Knew your Verdi?
Possibly so, but here comes Opera in the Heights' Rossinian Otello.
And it is different. Violently different.
Physically violent. Vocally violent.
Powerful music played superbly under Maestro Carreon-Robledo who enthusiastically sang along most of the time (inaudibly sure - over the power of the orchestra - but you could see his lips move, and his arms, too, of course ;-)!.
And then there were the principal singers.
Each and every one managing the incredible and rather demanding sounds that Rossini composed.
Soprano Jessica E. Jones (familiar to us from Moores School of Music's Il Postino, and earlier, Elmer Gantry) a very persuasive Desdemona singing with feeling and beauty.
Below Caballe with the Willow song
Mezzo Ann Sauder was her servant Emilia, with a burnished rich and yet clear sound.
BUT the tenors surely had "Vorrang" in this Bel Canto Opera.
Eric Barry as Otello was very credible and seemed at ease with the 2 1/2 octaves the role requires.
While Luke Grooms as Rodrigo (a much enlarged role here), also a Tenor, managed the fiendishly high tessitura without too much trouble. And sounded stunning, once one adjusted to this high sound.
The third Tenor (no not Carreras) was Brent Reilly Turner as Iago.
Which one, too, had to get used to, since Verdi's Iago is a baritone!
And the fourth tenor, the small role of the Doge, was adequately presented by Felipe Gonzalez.
The deepest role, written for a bass, was Desdemona's father Elmiro, sung with stentorian authority by Joseph Rawley, a bass-baritone.
Sure there were other deep voices in the chorus: to count 4 basses, 1 baritone, 3 Mezzo sopranos, but also 4 tenors, 5 sopranos, including the versatile Traci Davis, a long time chorus member.
Anyway, IMO, the update to more modern times felt right as Erica Miller, who previously sang the soprano role of Marie (La Fille Du Regiment), and thus quite at home with high C's by tenors, at OH! spread her wings as Director here. After all we daily read about the abuse of women by husbands and fathers, men stabbing men, men killing women, and so on! We do live in a ever more violent world! So an Otello by Rossini directed in this way by Erica Miller felt almost - almost - normal!
There was a moment which tickled my funny bone:
THE (verbal ;-) fight on stage between Rodrigo and Otello - both enamored of Desdemona!

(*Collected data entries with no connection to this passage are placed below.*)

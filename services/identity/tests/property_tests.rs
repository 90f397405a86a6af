//! Property-based tests for token framing, scopes and validation.
//!
//! Property 1: String/Parse round trip
//! Property 2: Verification needs only the public key
//! Property 3: Scope narrowing never widens
//! Property 4: Expiry is independent of signature validity
//! Property 5: Bearer extraction

use std::collections::BTreeMap;
use std::sync::Arc;

use identity_service::jwt::TokenBuilder;
use identity_service::keys::{KeyMaterial, PublicKey, SigningAlgorithm};
use identity_service::storage::memory::{MemoryAppStorage, MemoryTokenStorage, MemoryUserStorage};
use identity_service::storage::{grant_scopes, intersect_scopes};
use identity_service::{extract_bearer_token, IdentityError, TokenService, TokenType, Validator};
use proptest::prelude::*;
use test_utils::fixtures::KeyPair;
use test_utils::{id_strategy, issuer_strategy, payload_strategy, scopes_strategy, ttl_strategy};

fn service(issuer: &str) -> TokenService {
    let keys =
        KeyMaterial::from_pem(KeyPair::EcP256.private_pem(), KeyPair::EcP256.public_pem(), SigningAlgorithm::Auto)
            .unwrap();
    TokenService::new(
        keys,
        issuer,
        Arc::new(MemoryAppStorage::new()),
        Arc::new(MemoryUserStorage::new()),
        Arc::new(MemoryTokenStorage::new()),
    )
}

fn arb_token_type() -> impl Strategy<Value = TokenType> {
    prop_oneof![
        Just(TokenType::Access),
        Just(TokenType::Refresh),
        Just(TokenType::Id),
        Just(TokenType::Invite),
        Just(TokenType::WebCookie),
    ]
}

proptest! {
    #![proptest_config(ProptestConfig::with_cases(64))]

    /// Property 1: String/Parse round trip
    ///
    /// Parsing the compact form of an issued token yields the same claims.
    #[test]
    fn prop_string_parse_roundtrip(
        issuer in issuer_strategy(),
        subject in id_strategy(),
        audience in id_strategy(),
        token_type in arb_token_type(),
        scopes in scopes_strategy(5),
        ttl in ttl_strategy(),
        payload in payload_strategy(),
    ) {
        let service = service(&issuer);
        let payload: BTreeMap<String, serde_json::Value> =
            payload.into_iter().map(|(k, v)| (k, serde_json::Value::from(v))).collect();
        let token = TokenBuilder::new(issuer.clone(), token_type)
            .subject(subject)
            .audience(audience)
            .scopes(scopes)
            .payload(payload)
            .ttl_seconds(ttl)
            .build()
            .unwrap();

        let raw = service.string(&token).unwrap();
        prop_assert_eq!(raw.split('.').count(), 3);
        let parsed = service.parse(&raw).unwrap();
        prop_assert_eq!(parsed, token);
    }

    /// Property 2: Verification needs only the public key
    #[test]
    fn prop_public_key_alone_verifies(issuer in issuer_strategy(), subject in id_strategy()) {
        let service = service(&issuer);
        let token = TokenBuilder::new(issuer.clone(), TokenType::Access)
            .subject(subject)
            .ttl_seconds(60)
            .build()
            .unwrap();
        let raw = service.string(&token).unwrap();

        let public = PublicKey::from_pem(KeyPair::EcP256.public_pem(), SigningAlgorithm::Auto).unwrap();
        let parsed = public.parse(&raw).unwrap();
        prop_assert!(Validator::new(issuer, "", TokenType::Access).validate(&parsed).is_ok());

        let foreign = PublicKey::from_pem(KeyPair::EcP384.public_pem(), SigningAlgorithm::Auto).unwrap();
        prop_assert!(foreign.parse(&raw).is_err());
    }

    /// Property 3: Scope narrowing never widens
    ///
    /// Granted scopes are requested, permitted for the user and allowed for
    /// the app. An empty request grants everything permitted.
    #[test]
    fn prop_scope_narrowing(
        requested in scopes_strategy(6),
        permitted in scopes_strategy(6),
        app_scopes in scopes_strategy(6),
    ) {
        match grant_scopes(&permitted, &requested) {
            Ok(granted) => {
                let narrowed = intersect_scopes(&granted, &app_scopes);
                for scope in &narrowed {
                    prop_assert!(permitted.contains(scope));
                    prop_assert!(app_scopes.contains(scope));
                    prop_assert!(requested.is_empty() || requested.contains(scope));
                }
                if requested.is_empty() {
                    prop_assert_eq!(granted, permitted);
                }
            }
            Err(err) => {
                prop_assert!(matches!(err, IdentityError::ScopeNotAllowed));
                prop_assert!(!requested.is_empty());
                prop_assert!(requested.iter().all(|scope| !permitted.contains(scope)));
            }
        }
    }

    /// Property 4: Expiry is independent of signature validity
    #[test]
    fn prop_expired_tokens_fail_validation(ttl in ttl_strategy(), late_by in 0i64..1_000_000) {
        let service = service("https://id.example.com");
        let token = TokenBuilder::new("https://id.example.com", TokenType::Access)
            .ttl_seconds(ttl)
            .build()
            .unwrap();
        let parsed = service.parse(&service.string(&token).unwrap()).unwrap();
        let validator = Validator::new("https://id.example.com", "", TokenType::Access);

        prop_assert!(validator.validate_at(&parsed, parsed.expires_at() - 1).is_ok());
        prop_assert!(matches!(
            validator.validate_at(&parsed, parsed.expires_at() + late_by),
            Err(IdentityError::TokenExpired)
        ));
    }

    /// Property 5: Bearer extraction
    #[test]
    fn prop_bearer_extraction(
        token in "[A-Za-z0-9_.-]{1,64}",
        prefix in prop_oneof![Just("Bearer "), Just("BEARER "), Just("bearer "), Just("bEaReR ")],
        padding in "[ \t]{0,3}",
    ) {
        let header = format!("{padding}{prefix}{token}{padding}");
        prop_assert_eq!(extract_bearer_token(&header), Some(token.as_str()));
        let basic = format!("Basic {token}");
        prop_assert_eq!(extract_bearer_token(&basic), None);
    }
}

The image created in my mind resembled nothing less than a crowing and clawing cockfight, or harts matching rack against rack like proverbial stags in heat -
ahem- just kidding of course, but...
Anyway, here is Juan Diego Florez as Rodrigo..

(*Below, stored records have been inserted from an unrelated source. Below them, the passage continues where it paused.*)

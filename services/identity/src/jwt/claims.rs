//! Claim set carried by every minted token.

use std::collections::BTreeMap;
use std::fmt;

use serde::{Deserialize, Serialize};

/// Kind of assertion a token makes. Carried in the `type` claim and never
/// inferred from other claims.
#[derive(Debug, Clone, Copy, PartialEq, Eq, Hash, Serialize, Deserialize)]
#[serde(rename_all = "kebab-case")]
pub enum TokenType {
    /// Proves access to an app's resources
    Access,
    /// Exchanged for new tokens
    Refresh,
    /// Login/identity token
    Id,
    /// Lets the holder register
    Invite,
    /// Short lived web session cookie
    WebCookie,
}

impl TokenType {
    /// Value of the `type` claim.
    #[must_use]
    pub const fn as_str(&self) -> &'static str {
        match self {
            Self::Access => "access",
            Self::Refresh => "refresh",
            Self::Id => "id",
            Self::Invite => "invite",
            Self::WebCookie => "web-cookie",
        }
    }

    /// Only access and id tokens carry scopes.
    #[must_use]
    pub const fn carries_scopes(&self) -> bool {
        matches!(self, Self::Access | Self::Id)
    }
}

impl fmt::Display for TokenType {
    fn fmt(&self, f: &mut fmt::Formatter<'_>) -> fmt::Result {
        f.write_str(self.as_str())
    }
}

/// Token content as signed.
#[derive(Debug, Clone, Serialize, Deserialize, PartialEq)]
pub struct Claims {
    /// Issuer
    pub iss: String,
    /// Subject, the user id
    #[serde(default, skip_serializing_if = "String::is_empty")]
    pub sub: String,
    /// Audience, the app id
    pub aud: String,
    /// Expiry, unix seconds
    pub exp: i64,
    /// Issue time, unix seconds
    pub iat: i64,
    /// Refresh records are keyed by this id
    pub jti: String,
    /// Token type
    #[serde(rename = "type")]
    pub token_type: TokenType,
    /// Granted scopes
    #[serde(default, skip_serializing_if = "Vec::is_empty")]
    pub scopes: Vec<String>,
    /// User fields selected by the app
    #[serde(default, skip_serializing_if = "BTreeMap::is_empty")]
    pub payload: BTreeMap<String, serde_json::Value>,
}

#[cfg(test)]
mod tests {
    use super::*;
    use serde_json::json;

    fn sample() -> Claims {
        Claims {
            iss: "https://id.example.com".to_string(),
            sub: String::new(),
            aud: "app-1".to_string(),
            exp: 2_000,
            iat: 1_000,
            jti: "jti-1".to_string(),
            token_type: TokenType::WebCookie,
            scopes: Vec::new(),
            payload: BTreeMap::new(),
        }
    }

    #[test]
    fn test_type_claim_names() {
        let encoded = serde_json::to_value(sample()).unwrap();
        assert_eq!(encoded["type"], "web-cookie");

        let refresh: TokenType = serde_json::from_value(json!("refresh")).unwrap();
        assert_eq!(refresh, TokenType::Refresh);
        assert!(serde_json::from_value::<TokenType>(json!("session")).is_err());
    }

    #[test]
    fn test_empty_fields_are_omitted() {
        let encoded = serde_json::to_value(sample()).unwrap();
        let object = encoded.as_object().unwrap();
        assert!(!object.contains_key("sub"));
        assert!(!object.contains_key("scopes"));
        assert!(!object.contains_key("payload"));
    }

    #[test]
    fn test_missing_type_is_rejected() {
        let raw = json!({"iss": "i", "aud": "a", "exp": 2, "iat": 1, "jti": "j"});
        assert!(serde_json::from_value::<Claims>(raw).is_err());
    }

    #[test]
    fn test_payload_is_nested() {
        let mut claims = sample();
        claims.payload.insert("email".to_string(), json!("a@example.com"));
        let encoded = serde_json::to_value(&claims).unwrap();
        assert_eq!(encoded["payload"]["email"], "a@example.com");
        assert_eq!(serde_json::from_value::<Claims>(encoded).unwrap(), claims);
    }
}
use chrono::{Local, NaiveDateTime};
use clap::Parser;

use crate::{cli::TariffArgs, prelude::*};

#[derive(Parser)]
pub struct RateArgs {
    /// Local time to resolve the rate at, for example `2025-07-15T14:30:00`. Defaults to now.
    #[clap(long)]
    pub at: Option<NaiveDateTime>,

    #[clap(flatten)]
    pub tariff: TariffArgs,
}

impl RateArgs {
    pub fn run(&self) -> Result {
        let rate_table = self.tariff.load()?;
        let at = self.at.unwrap_or_else(|| Local::now().naive_local());
        let price = rate_table.resolve(at);
        let season = rate_table.season_name(at);
        info!(%at, season, label = price.label, rate = %price.rate, "resolved");
        println!("{season} {}: {}", price.label, price.rate);
        Ok(())
    }
}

and if you don't agree that this is treacherous high note singing.... you may need to have a hearing test!
Giorgione The Tempest. |
And before all that we heard David Brauer, one of our favorite lecturer at MFAH who spoke on what I call 'painted storytelling ;-)' with his usual wit and humorous interpretations of old masters' paintings, and made us laugh out loud often!
And he will have a second lecture in that vein Oct 26/27!
2 comments:
Painted storytelling. I like that it fits what painters tried to portray!
@anon... painting, drawings,(on cave walls as example, etc. precede reading by the masses.
Thus it was the only way (pre-printing press and its successor the internet - lol) to inform the plebes.